**WHAT THE TASK ASKS**. Transcribe the records below. Leave nothing out and change nothing.

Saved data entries
────────────────────────────────────────

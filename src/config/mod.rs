use serde::Deserialize;
use std::path::PathBuf;

fn default_radius() -> f64 {
    5000.0
}
fn default_store_name() -> String {
    "My Store".to_string()
}
fn default_verbose() -> bool {
    false
}

#[derive(Debug, Deserialize)]
pub struct FileConfig {
    #[serde(default)]
    pub lat: Option<f64>,
    #[serde(default)]
    pub lon: Option<f64>,
    #[serde(default)]
    pub address: Option<String>,
    #[serde(default = "default_radius")]
    pub radius: f64,
    #[serde(default = "default_store_name")]
    pub store_name: String,
    #[serde(default)]
    pub output: Option<PathBuf>,
    #[serde(default = "default_verbose")]
    pub verbose: bool,
}

impl FileConfig {
    pub fn load() -> Option<Self> {
        let config_paths = get_config_paths();

        for path in config_paths {
            if path.exists()
                && let Ok(contents) = std::fs::read_to_string(&path)
            {
                match toml::from_str(&contents) {
                    Ok(config) => return Some(config),
                    Err(e) => {
                        eprintln!("Warning: Failed to parse config file {:?}: {}", path, e);
                    }
                }
            }
        }
        None
    }
}

fn get_config_paths() -> Vec<PathBuf> {
    let mut paths = Vec::new();

    paths.push(PathBuf::from("storefence.toml"));
    paths.push(PathBuf::from(".storefence.toml"));

    if let Some(config_dir) = dirs::config_dir() {
        paths.push(config_dir.join("storefence").join("config.toml"));
        paths.push(config_dir.join("storefence.toml"));
    }

    if let Some(home) = dirs::home_dir() {
        paths.push(home.join(".storefence.toml"));
        paths.push(home.join(".config").join("storefence").join("config.toml"));
    }

    paths
}

#[cfg(test)]
mod tests {
    use super::*;

    #[test]
    fn test_empty_config_uses_defaults() {
        let config: FileConfig = toml::from_str("").unwrap();
        assert_eq!(config.radius, 5000.0);
        assert_eq!(config.store_name, "My Store");
        assert!(config.lat.is_none());
        assert!(!config.verbose);
    }

    #[test]
    fn test_full_config_parses() {
        let toml = r#"
            lat = 51.5
            lon = -0.10
            radius = 2500.0
            store_name = "Borough Market"
            output = "borough.geojson"
        "#;
        let config: FileConfig = toml::from_str(toml).unwrap();
        assert_eq!(config.lat, Some(51.5));
        assert_eq!(config.radius, 2500.0);
        assert_eq!(config.store_name, "Borough Market");
        assert_eq!(config.output, Some(PathBuf::from("borough.geojson")));
    }
}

────────────────────────────────────────

**SOLUTION TO THIS PROBLEM**.
filename src/config/mod.rs
use serde::Deserialize;
use std::path::PathBuf;

fn default_radius() -> f64 {
    5000.0
}
fn default_store_name() -> String {
    "My Store".to_string()
}
fn default_verbose() -> bool {
    false
}

#[derive(Debug, Deserialize)]
pub struct FileConfig {
    #[serde(default)]
    pub lat: Option<f64>,
    #[serde(default)]
    pub lon: Option<f64>,
    #[serde(default)]
    pub address: Option<String>,
    #[serde(default = "default_radius")]
    pub radius: f64,
    #[serde(default = "default_store_name")]
    pub store_name: String,
    #[serde(default)]
    pub output: Option<PathBuf>,
    #[serde(default = "default_verbose")]
    pub verbose: bool,
}

impl FileConfig {
    pub fn load() -> Option<Self> {
        let config_paths = get_config_paths();

        for path in config_paths {
            if path.exists()
                && let Ok(contents) = std::fs::read_to_string(&path)
            {
                match toml::from_str(&contents) {
                    Ok(config) => return Some(config),
                    Err(e) => {
                        eprintln!("Warning: Failed to parse config file {:?}: {}", path, e);
                    }
                }
            }
        }
        None
    }
}

fn get_config_paths() -> Vec<PathBuf> {
    let mut paths = Vec::new();

    paths.push(PathBuf::from("storefence.toml"));
    paths.push(PathBuf::from(".storefence.toml"));

    if let Some(config_dir) = dirs::config_dir() {
        paths.push(config_dir.join("storefence").join("config.toml"));
        paths.push(config_dir.join("storefence.toml"));
    }

    if let Some(home) = dirs::home_dir() {
        paths.push(home.join(".storefence.toml"));
        paths.push(home.join(".config").join("storefence").join("config.toml"));
    }

    paths
}

#[cfg(test)]
mod tests {
    use super::*;

    #[test]
    fn test_empty_config_uses_defaults() {
        let config: FileConfig = toml::from_str("").unwrap();
        assert_eq!(config.radius, 5000.0);
        assert_eq!(config.store_name, "My Store");
        assert!(config.lat.is_none());
        assert!(!config.verbose);
    }

    #[test]
    fn test_full_config_parses() {
        let toml = r#"
            lat = 51.5
            lon = -0.10
            radius = 2500.0
            store_name = "Borough Market"
            output = "borough.geojson"
        "#;
        let config: FileConfig = toml::from_str(toml).unwrap();
        assert_eq!(config.lat, Some(51.5));
        assert_eq!(config.radius, 2500.0);
        assert_eq!(config.store_name, "Borough Market");
        assert_eq!(config.output, Some(PathBuf::from("borough.geojson")));
    }
}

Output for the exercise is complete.